The probability of offspring having white eyes is 25% or 1/4.
Explain how consanguinity can affect the inheritance pattern of genetic disorders within a family. Provide an example of a disorder that may be more prevalent in families with consanguineous marriages.
Consanguineous marriages increase the likelihood of offspring inheriting two copies of a rare, harmful allele carried by both parents. This can lead to an increased prevalence of autosomal recessive disorders within the family. For example, cystic fibrosis is more prevalent in families with consanguineous marriages because the chance of both parents being carriers of the CFTR gene mutation is higher, increasing the likelihood of affected offspring.
What is meant by the term "codominance" in genetics? Provide an example of a trait that exhibits codominance and describe how it manifests in the phenotype.
Codominance is a genetic phenomenon in which both alleles of a gene are fully expressed in the phenotype of a heterozygous individual. This results in the simultaneous expression of both traits without blending. An example of codominance is the ABO blood group system in humans, where the IA and IB alleles are codominant. Individuals with the IAIB genotype express both the A and B antigens on their red blood cells.
What role does DNA play in inheritance, and how does it determine the traits and characteristics of an organism?
This information is encoded in the sequence of nucleotides along the DNA molecule. During reproduction, DNA is passed from parents to offspring, ensuring the transmission of genetic traits from one generation to the next.
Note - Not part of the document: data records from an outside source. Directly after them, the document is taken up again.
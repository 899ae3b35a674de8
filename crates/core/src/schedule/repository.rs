//! Activity repository - owns the per-user activity list
//!
//! Every operation reads the whole list, changes it in memory and writes the
//! whole list back. Writes carry the snapshot version they were based on, so
//! a concurrent writer surfaces as `DaybookError::Conflict` instead of a
//! silent lost update.

use std::sync::Arc;

use chrono::{Datelike, Local};
use daybook_domain::constants::{ACTIVITY_COLORS, DEFAULT_ACTIVITY_DURATION_MINUTES};
use daybook_domain::{
    Activity, ActivityInput, ActivityPatch, ActivityStatus, ClockTime, CreatedEvent, DayOfWeek,
    DaybookError, Result,
};
use rand::seq::SliceRandom;
use tracing::debug;

use super::ports::{ScheduleSnapshot, ScheduleStore};

/// Source of "today's" weekday for activities created without `days`.
pub type WeekdaySource = Arc<dyn Fn() -> DayOfWeek + Send + Sync>;

/// Authoritative store of activities for each user
#[derive(Clone)]
pub struct ActivityRepository {
    store: Arc<dyn ScheduleStore>,
    today: WeekdaySource,
}

impl ActivityRepository {
    pub fn new(store: Arc<dyn ScheduleStore>) -> Self {
        Self { store, today: Arc::new(|| DayOfWeek::from(Local::now().weekday())) }
    }

    /// Override the weekday used as the default for `days`.
    pub fn with_weekday_source(mut self, today: WeekdaySource) -> Self {
        self.today = today;
        self
    }

    /// All activities in insertion order.
    pub async fn list(&self, user_id: &str) -> Result<Vec<Activity>> {
        Ok(self.store.load_schedule(user_id).await?.activities)
    }

    pub async fn get(&self, user_id: &str, id: u64) -> Result<Activity> {
        let snapshot = self.store.load_schedule(user_id).await?;
        snapshot
            .activities
            .into_iter()
            .find(|activity| activity.id == id)
            .ok_or_else(|| not_found(id))
    }

    /// Validate `input`, allocate `max(id) + 1` and append.
    pub async fn add(&self, user_id: &str, input: ActivityInput) -> Result<Activity> {
        let draft = new_activity(input, (self.today)())?;

        let ScheduleSnapshot { mut activities, version } = self.store.load_schedule(user_id).await?;
        let activity = Activity { id: next_id(&activities), ..draft };
        activities.push(activity.clone());

        self.store.save_schedule(user_id, &activities, version).await?;
        debug!(user_id, activity_id = activity.id, "activity added");
        Ok(activity)
    }

    /// Shallow-merge `patch` into the activity with `id`.
    pub async fn update(&self, user_id: &str, id: u64, patch: ActivityPatch) -> Result<Activity> {
        self.modify(user_id, id, |activity| apply_patch(activity, patch)).await
    }

    /// Remove the activity with `id` and return it.
    pub async fn delete(&self, user_id: &str, id: u64) -> Result<Activity> {
        let ScheduleSnapshot { mut activities, version } = self.store.load_schedule(user_id).await?;
        let index =
            activities.iter().position(|activity| activity.id == id).ok_or_else(|| not_found(id))?;
        let removed = activities.remove(index);

        self.store.save_schedule(user_id, &activities, version).await?;
        debug!(user_id, activity_id = id, "activity deleted");
        Ok(removed)
    }

    /// Record the calendar mirror of an activity. This is the only path that
    /// touches `external_event_id` / `external_event_link`.
    pub async fn link_external(
        &self,
        user_id: &str,
        id: u64,
        event: &CreatedEvent,
    ) -> Result<Activity> {
        self.modify(user_id, id, |activity| {
            activity.external_event_id = Some(event.id.clone());
            activity.external_event_link = event.html_link.clone();
            Ok(())
        })
        .await
    }

    async fn modify<F>(&self, user_id: &str, id: u64, change: F) -> Result<Activity>
    where
        F: FnOnce(&mut Activity) -> Result<()>,
    {
        let ScheduleSnapshot { mut activities, version } = self.store.load_schedule(user_id).await?;
        let activity =
            activities.iter_mut().find(|activity| activity.id == id).ok_or_else(|| not_found(id))?;

        change(activity)?;
        let updated = activity.clone();

        self.store.save_schedule(user_id, &activities, version).await?;
        debug!(user_id, activity_id = id, "activity updated");
        Ok(updated)
    }
}

fn not_found(id: u64) -> DaybookError {
    DaybookError::NotFound(format!("activity {id} does not exist"))
}

/// `max(existing ids) + 1`, or `1` for an empty list.
pub fn next_id(activities: &[Activity]) -> u64 {
    activities.iter().map(|activity| activity.id).max().map_or(1, |max| max + 1)
}

/// Build a validated activity (id `0`, assigned by the caller).
pub fn new_activity(input: ActivityInput, today: DayOfWeek) -> Result<Activity> {
    let title = required_title(input.title.as_deref())?;
    let start_time = match input.start_time.as_deref() {
        Some(raw) => parse_time("startTime", raw)?,
        None => return Err(DaybookError::Validation("startTime is required".into())),
    };
    let end_time = match input.end_time.as_deref() {
        Some(raw) => parse_time("endTime", raw)?,
        None => start_time.add_minutes(DEFAULT_ACTIVITY_DURATION_MINUTES),
    };

    let mut days = parse_days(input.days.as_deref().unwrap_or_default())?;
    if days.is_empty() {
        days.push(today);
    }

    let status = match input.status.as_deref() {
        Some(raw) => parse_status(raw)?,
        None => ActivityStatus::default(),
    };

    let color = match input.color {
        Some(color) if !color.trim().is_empty() => color.trim().to_string(),
        _ => random_color(),
    };

    Ok(Activity {
        id: 0,
        title,
        start_time,
        end_time,
        description: input.description.unwrap_or_default(),
        location: input.location.unwrap_or_default(),
        attendees: clean_list(input.attendees.unwrap_or_default()),
        tags: clean_list(input.tags.unwrap_or_default()),
        days,
        status,
        color,
        external_event_id: None,
        external_event_link: None,
    })
}

/// Shallow merge. Fields absent from the patch are left untouched; the
/// activity is only modified once every present field has validated.
pub fn apply_patch(activity: &mut Activity, patch: ActivityPatch) -> Result<()> {
    let title = patch.title.as_deref().map(|raw| required_title(Some(raw))).transpose()?;
    let start_time = patch.start_time.as_deref().map(|raw| parse_time("startTime", raw)).transpose()?;
    let end_time = patch.end_time.as_deref().map(|raw| parse_time("endTime", raw)).transpose()?;
    let days = patch.days.as_deref().map(parse_days).transpose()?;
    let status = patch.status.as_deref().map(parse_status).transpose()?;

    if let Some(title) = title {
        activity.title = title;
    }
    if let Some(start_time) = start_time {
        activity.start_time = start_time;
    }
    if let Some(end_time) = end_time {
        activity.end_time = end_time;
    }
    if let Some(days) = days {
        activity.days = days;
    }
    if let Some(status) = status {
        activity.status = status;
    }
    if let Some(description) = patch.description {
        activity.description = description;
    }
    if let Some(location) = patch.location {
        activity.location = location;
    }
    if let Some(attendees) = patch.attendees {
        activity.attendees = clean_list(attendees);
    }
    if let Some(tags) = patch.tags {
        activity.tags = clean_list(tags);
    }
    if let Some(color) = patch.color.filter(|color| !color.trim().is_empty()) {
        activity.color = color.trim().to_string();
    }
    Ok(())
}

fn required_title(raw: Option<&str>) -> Result<String> {
    match raw.map(str::trim) {
        Some(title) if !title.is_empty() => Ok(title.to_string()),
        _ => Err(DaybookError::Validation("title is required".into())),
    }
}

fn parse_time(field: &str, raw: &str) -> Result<ClockTime> {
    raw.parse().map_err(|err| DaybookError::Validation(format!("{field}: {err}")))
}

fn parse_days(raw: &[String]) -> Result<Vec<DayOfWeek>> {
    raw.iter()
        .map(|day| day.parse().map_err(|_| DaybookError::Validation(format!("unknown day '{day}'"))))
        .collect()
}

fn parse_status(raw: &str) -> Result<ActivityStatus> {
    raw.parse().map_err(|_| DaybookError::Validation(format!("unknown status '{raw}'")))
}

fn clean_list(items: Vec<String>) -> Vec<String> {
    items
        .into_iter()
        .map(|item| item.trim().to_string())
        .filter(|item| !item.is_empty())
        .collect()
}

fn random_color() -> String {
    ACTIVITY_COLORS.choose(&mut rand::thread_rng()).copied().unwrap_or("#60A5FA").to_string()
}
The specific sequence of nucleotides within the DNA molecule dictates the sequence of amino acids in proteins, which ultimately governs the structure and function of cells, tissues, and organisms.
What distinguishes mitosis from meiosis in terms of purpose and outcome? Explain how each process contributes to genetic diversity.
Mitosis and meiosis are two types of cell division with distinct purposes and outcomes. Mitosis is involved in growth, repair, and asexual reproduction, producing two daughter cells with the same number of chromosomes as the parent cell (diploid). In contrast, meiosis occurs only in germ cells (cells that give rise to gametes) and is involved in sexual reproduction, producing four daughter cells with half the number of chromosomes as the parent cell (haploid). Meiosis contributes to genetic diversity through independent assortment of chromosomes and crossing over during prophase I.
In chickens, feather color is determined by two alleles: black (B) is dominant over white (b), and the allele for a lack of feathers (F) is dominant over the allele for feathers (f). If a homozygous black, feathered chicken (BBFF) is crossed with a white, feathered chicken (bbff), what are the expected genotypic and phenotypic ratios of their offspring?
For the genotypic ratio: 1 BBFF : 2 BBFf : 1 Bbff : 2 BbFF : 4 BbFf : 2 Bbff : 1 bbFF : 2 bbFf : 1 bbff For the phenotypic ratio: 9 black, feathered : 6 black, no feathers : 3 white, feathered : 4 white, no feathers
Explain the 5 types of inherited traits a pedigree can show
Autosomal dominant traits appear in every generation, while autosomal recessive traits may skip generations and often require both parents to be carriers. X-linked dominant traits can appear in both genders but are passed differently, while X-linked recessive traits are more common in males and usually inherited from carrier mothers. Y-linked traits pass exclusively from father to son. Understanding these inheritance patterns is essential for interpreting pedigrees and identifying genetic conditions within families.